The suitability of a dentin barrier test based on a commercially available cell culture chamber was evaluated by testing the cytotoxicity of dental cements. The two chambers of the culture device as produced are separated by a membrane. This was replaced by a bovine dentin disk (500 micrometers thick). Mouse fibroblasts were grown on the "pulpal" side of the dentin for 24 h; test materials were then placed into the "cavity" side of the upper chamber. The number of viable cells was determined after 24 h. After exposure to zinc phosphate cement at a powder/liquid ratio of 2:1, approximately 100% of cells survived. A ratio of 1:1 yielded 81% survival. Only 24% and 28% of the cells survived after exposure to Ketac Fil and Ketac Silver, respectively. The light-curing glass ionomer cement (vitrebond) and zinc oxide-eugenol killed all cells. These results agree with those obtained from a previous study, wherein the dentin barrier test device was constructed in our laboratory.

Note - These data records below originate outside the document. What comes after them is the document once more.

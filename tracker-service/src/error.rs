//! Error types for the service layer.
//!
//! Service operations return [`ServiceError`], a structured error with a
//! machine-readable [`ErrorCode`] plus a human-readable message and
//! optional details. Storage and validation errors from the lower layers
//! are mapped into it at the service boundary.

use serde::{Deserialize, Serialize};
use std::fmt;

use tracker_core::{StorageError, TrackerError, ValidationError};

// ============================================================================
// ERROR CODE ENUM
// ============================================================================

/// Error codes for service responses.
///
/// Each code represents a category of failure a caller can branch on.
#[derive(Debug, Clone, Copy, PartialEq, Eq, Hash, Serialize, Deserialize)]
#[serde(rename_all = "SCREAMING_SNAKE_CASE")]
pub enum ErrorCode {
    /// Requested entity does not exist
    NotFound,

    /// Request validation failed
    ValidationFailed,

    /// Uniqueness or state conflict with existing data
    Conflict,

    /// Storage or other internal failure
    InternalFailure,
}

impl ErrorCode {
    /// Get a default message for this error code.
    pub fn default_message(&self) -> &'static str {
        match self {
            ErrorCode::NotFound => "Entity not found",
            ErrorCode::ValidationFailed => "Request validation failed",
            ErrorCode::Conflict => "Conflict with existing data",
            ErrorCode::InternalFailure => "Internal failure",
        }
    }
}

impl fmt::Display for ErrorCode {
    fn fmt(&self, f: &mut fmt::Formatter<'_>) -> fmt::Result {
        write!(f, "{:?}", self)
    }
}

// ============================================================================
// SERVICE ERROR STRUCT
// ============================================================================

/// Structured error returned by all service operations.
#[derive(Debug, Clone, PartialEq, Serialize, Deserialize, thiserror::Error)]
#[error("{code}: {message}")]
pub struct ServiceError {
    /// Error code categorizing the error
    pub code: ErrorCode,

    /// Human-readable error message
    pub message: String,

    /// Optional additional details (field errors, offending values)
    #[serde(skip_serializing_if = "Option::is_none")]
    pub details: Option<serde_json::Value>,
}

impl ServiceError {
    pub fn new(code: ErrorCode, message: impl Into<String>) -> Self {
        Self {
            code,
            message: message.into(),
            details: None,
        }
    }

    pub fn with_details(mut self, details: serde_json::Value) -> Self {
        self.details = Some(details);
        self
    }

    pub fn not_found(message: impl Into<String>) -> Self {
        Self::new(ErrorCode::NotFound, message)
    }

    pub fn validation(message: impl Into<String>) -> Self {
        Self::new(ErrorCode::ValidationFailed, message)
    }

    pub fn conflict(message: impl Into<String>) -> Self {
        Self::new(ErrorCode::Conflict, message)
    }

    pub fn internal(message: impl Into<String>) -> Self {
        Self::new(ErrorCode::InternalFailure, message)
    }
}

impl From<StorageError> for ServiceError {
    fn from(err: StorageError) -> Self {
        match &err {
            StorageError::NotFound { .. } | StorageError::AuditEntryNotFound { .. } => {
                Self::not_found(err.to_string())
            }
            StorageError::Conflict {
                field, value, ..
            } => Self::conflict(err.to_string()).with_details(serde_json::json!({
                "field": field,
                "value": value,
            })),
            StorageError::InsertFailed { .. }
            | StorageError::UpdateFailed { .. }
            | StorageError::AppendFailed { .. }
            | StorageError::LockPoisoned => Self::internal(err.to_string()),
        }
    }
}

impl From<ValidationError> for ServiceError {
    fn from(err: ValidationError) -> Self {
        Self::validation(err.to_string()).with_details(serde_json::json!({
            "field": err.field(),
        }))
    }
}

impl From<TrackerError> for ServiceError {
    fn from(err: TrackerError) -> Self {
        match err {
            TrackerError::Storage(e) => e.into(),
            TrackerError::Validation(e) => e.into(),
        }
    }
}

/// Result type for service operations.
pub type ServiceResult<T> = Result<T, ServiceError>;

通过测试牙科粘固剂的细胞毒性,评估了基于市售细胞培养室的牙本质屏障测试的适用性。所生产的培养装置的两个腔室由一个膜隔开。用牛牙本质盘(500微米厚)代替了该膜。将小鼠成纤维细胞在牙本质的“牙髓”侧培养24小时;然后将测试材料放入上腔室的“洞腔”侧。24小时后测定活细胞数量。以2:1的粉液比接触磷酸锌粘固剂后,约100%的细胞存活。1:1的比例产生81%的存活率。接触Ketac Fil和Ketac Silver后,分别只有24%和28%的细胞存活。光固化玻璃离子粘固剂(vitrebond)和氧化锌丁香酚杀死了所有细胞。这些结果与我们实验室构建牙本质屏障测试装置的先前研究结果一致。